**Data items**.
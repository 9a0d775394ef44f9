//! Builder for constructing Settings.

use super::{
    AdjusterKind, Settings, SigningSettings,
    signing::{DEFAULT_PRIVATE_KEY, DEFAULT_PUBLIC_KEY, DEFAULT_SIGNER_JAR},
};
use std::path::{Path, PathBuf};

/// Default product name used in output file names.
pub const DEFAULT_PRODUCT_NAME: &str = "Magisk";

/// Builder for constructing [`Settings`].
///
/// Relative paths are resolved against the project root when [`build`](Self::build)
/// is called, so the order of setter calls does not matter.
///
/// # Examples
///
/// ```no_run
/// use flashable_bundler::bundler::SettingsBuilder;
///
/// # fn example() -> flashable_bundler::bundler::Result<()> {
/// let settings = SettingsBuilder::new()
///     .root("/src/magisk")
///     .release(true)
///     .zipadjust("ziptools/zipadjust")
///     .build()?;
/// # Ok(())
/// # }
/// ```
#[derive(Default, Debug, Clone)]
pub struct SettingsBuilder {
    root: Option<PathBuf>,
    out_dir: Option<PathBuf>,
    scratch_dir: Option<PathBuf>,
    release: bool,
    product_name: Option<String>,
    java: Option<PathBuf>,
    signer_jar: Option<PathBuf>,
    public_key: Option<PathBuf>,
    private_key: Option<PathBuf>,
    zipadjust: Option<PathBuf>,
}

impl SettingsBuilder {
    /// Creates a new settings builder.
    pub fn new() -> Self {
        Default::default()
    }

    /// Sets the project root.
    ///
    /// # Required
    ///
    /// This field is required for building.
    pub fn root<P: AsRef<Path>>(mut self, path: P) -> Self {
        self.root = Some(path.as_ref().to_path_buf());
        self
    }

    /// Sets the output directory.
    ///
    /// Default: `<root>/out`
    pub fn out_dir<P: AsRef<Path>>(mut self, path: P) -> Self {
        self.out_dir = Some(path.as_ref().to_path_buf());
        self
    }

    /// Sets the directory for intermediate archives.
    ///
    /// Default: the system temp directory
    pub fn scratch_dir<P: AsRef<Path>>(mut self, path: P) -> Self {
        self.scratch_dir = Some(path.as_ref().to_path_buf());
        self
    }

    /// Selects the release APK.
    ///
    /// Default: false (debug APK)
    pub fn release(mut self, release: bool) -> Self {
        self.release = release;
        self
    }

    /// Sets the prefix of output file names.
    ///
    /// Default: `Magisk`
    pub fn product_name(mut self, name: impl Into<String>) -> Self {
        self.product_name = Some(name.into());
        self
    }

    /// Sets the java launcher.
    ///
    /// Default: `java` from `PATH`
    pub fn java<P: AsRef<Path>>(mut self, path: P) -> Self {
        self.java = Some(path.as_ref().to_path_buf());
        self
    }

    /// Sets the signer jar.
    pub fn signer_jar<P: AsRef<Path>>(mut self, path: P) -> Self {
        self.signer_jar = Some(path.as_ref().to_path_buf());
        self
    }

    /// Sets the signing certificate.
    pub fn public_key<P: AsRef<Path>>(mut self, path: P) -> Self {
        self.public_key = Some(path.as_ref().to_path_buf());
        self
    }

    /// Sets the signing key.
    pub fn private_key<P: AsRef<Path>>(mut self, path: P) -> Self {
        self.private_key = Some(path.as_ref().to_path_buf());
        self
    }

    /// Uses an external `zipadjust` binary instead of the native adjuster.
    pub fn zipadjust<P: AsRef<Path>>(mut self, path: P) -> Self {
        self.zipadjust = Some(path.as_ref().to_path_buf());
        self
    }

    /// Builds the settings.
    ///
    /// # Errors
    ///
    /// Returns an error if `root` is missing.
    pub fn build(self) -> crate::bundler::Result<Settings> {
        use crate::bundler::error::Context;

        let root = self.root.context("root is required")?;
        let resolve = |path: Option<PathBuf>, default: &str| {
            let path = path.unwrap_or_else(|| PathBuf::from(default));
            if path.is_absolute() {
                path
            } else {
                root.join(path)
            }
        };

        let out_dir = resolve(self.out_dir, "out");
        let signing = SigningSettings {
            // A bare program name is looked up in PATH later, so leave it alone.
            java: self.java.unwrap_or_else(|| PathBuf::from("java")),
            signer_jar: resolve(self.signer_jar, DEFAULT_SIGNER_JAR),
            public_key: resolve(self.public_key, DEFAULT_PUBLIC_KEY),
            private_key: resolve(self.private_key, DEFAULT_PRIVATE_KEY),
            adjuster: match self.zipadjust {
                Some(path) => AdjusterKind::Tool(resolve(Some(path), "")),
                None => AdjusterKind::Native,
            },
        };

        Ok(Settings::new(
            root,
            out_dir,
            self.scratch_dir.unwrap_or_else(std::env::temp_dir),
            self.release,
            self.product_name
                .unwrap_or_else(|| DEFAULT_PRODUCT_NAME.to_string()),
            signing,
        ))
    }
}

**Assigned task**.
The whole of the data above must be given again, unaltered and complete.

**Written response**.
repository 9a0d775394ef44f9
//! Builder for constructing Settings.

use super::{
    AdjusterKind, Settings, SigningSettings,
    signing::{DEFAULT_PRIVATE_KEY, DEFAULT_PUBLIC_KEY, DEFAULT_SIGNER_JAR},
};
use std::path::{Path, PathBuf};

/// Default product name used in output file names.
pub const DEFAULT_PRODUCT_NAME: &str = "Magisk";

/// Builder for constructing [`Settings`].
///
/// Relative paths are resolved against the project root when [`build`](Self::build)
/// is called, so the order of setter calls does not matter.
///
/// # Examples
///
/// ```no_run
/// use flashable_bundler::bundler::SettingsBuilder;
///
/// # fn example() -> flashable_bundler::bundler::Result<()> {
/// let settings = SettingsBuilder::new()
///     .root("/src/magisk")
///     .release(true)
///     .zipadjust("ziptools/zipadjust")
///     .build()?;
/// # Ok(())
/// # }
/// ```
#[derive(Default, Debug, Clone)]
pub struct SettingsBuilder {
    root: Option<PathBuf>,
    out_dir: Option<PathBuf>,
    scratch_dir: Option<PathBuf>,
    release: bool,
    product_name: Option<String>,
    java: Option<PathBuf>,
    signer_jar: Option<PathBuf>,
    public_key: Option<PathBuf>,
    private_key: Option<PathBuf>,
    zipadjust: Option<PathBuf>,
}

impl SettingsBuilder {
    /// Creates a new settings builder.
    pub fn new() -> Self {
        Default::default()
    }

    /// Sets the project root.
    ///
    /// # Required
    ///
    /// This field is required for building.
    pub fn root<P: AsRef<Path>>(mut self, path: P) -> Self {
        self.root = Some(path.as_ref().to_path_buf());
        self
    }

    /// Sets the output directory.
    ///
    /// Default: `<root>/out`
    pub fn out_dir<P: AsRef<Path>>(mut self, path: P) -> Self {
        self.out_dir = Some(path.as_ref().to_path_buf());
        self
    }

    /// Sets the directory for intermediate archives.
    ///
    /// Default: the system temp directory
    pub fn scratch_dir<P: AsRef<Path>>(mut self, path: P) -> Self {
        self.scratch_dir = Some(path.as_ref().to_path_buf());
        self
    }

    /// Selects the release APK.
    ///
    /// Default: false (debug APK)
    pub fn release(mut self, release: bool) -> Self {
        self.release = release;
        self
    }

    /// Sets the prefix of output file names.
    ///
    /// Default: `Magisk`
    pub fn product_name(mut self, name: impl Into<String>) -> Self {
        self.product_name = Some(name.into());
        self
    }

    /// Sets the java launcher.
    ///
    /// Default: `java` from `PATH`
    pub fn java<P: AsRef<Path>>(mut self, path: P) -> Self {
        self.java = Some(path.as_ref().to_path_buf());
        self
    }

    /// Sets the signer jar.
    pub fn signer_jar<P: AsRef<Path>>(mut self, path: P) -> Self {
        self.signer_jar = Some(path.as_ref().to_path_buf());
        self
    }

    /// Sets the signing certificate.
    pub fn public_key<P: AsRef<Path>>(mut self, path: P) -> Self {
        self.public_key = Some(path.as_ref().to_path_buf());
        self
    }

    /// Sets the signing key.
    pub fn private_key<P: AsRef<Path>>(mut self, path: P) -> Self {
        self.private_key = Some(path.as_ref().to_path_buf());
        self
    }

    /// Uses an external `zipadjust` binary instead of the native adjuster.
    pub fn zipadjust<P: AsRef<Path>>(mut self, path: P) -> Self {
        self.zipadjust = Some(path.as_ref().to_path_buf());
        self
    }

    /// Builds the settings.
    ///
    /// # Errors
    ///
    /// Returns an error if `root` is missing.
    pub fn build(self) -> crate::bundler::Result<Settings> {
        use crate::bundler::error::Context;

        let root = self.root.context("root is required")?;
        let resolve = |path: Option<PathBuf>, default: &str| {
            let path = path.unwrap_or_else(|| PathBuf::from(default));
            if path.is_absolute() {
                path
            } else {
                root.join(path)
            }
        };

        let out_dir = resolve(self.out_dir, "out");
        let signing = SigningSettings {
            // A bare program name is looked up in PATH later, so leave it alone.
            java: self.java.unwrap_or_else(|| PathBuf::from("java")),
            signer_jar: resolve(self.signer_jar, DEFAULT_SIGNER_JAR),
            public_key: resolve(self.public_key, DEFAULT_PUBLIC_KEY),
            private_key: resolve(self.private_key, DEFAULT_PRIVATE_KEY),
            adjuster: match self.zipadjust {
                Some(path) => AdjusterKind::Tool(resolve(Some(path), "")),
                None => AdjusterKind::Native,
            },
        };

        Ok(Settings::new(
            root,
            out_dir,
            self.scratch_dir.unwrap_or_else(std::env::temp_dir),
            self.release,
            self.product_name
                .unwrap_or_else(|| DEFAULT_PRODUCT_NAME.to_string()),
            signing,
        ))
    }
}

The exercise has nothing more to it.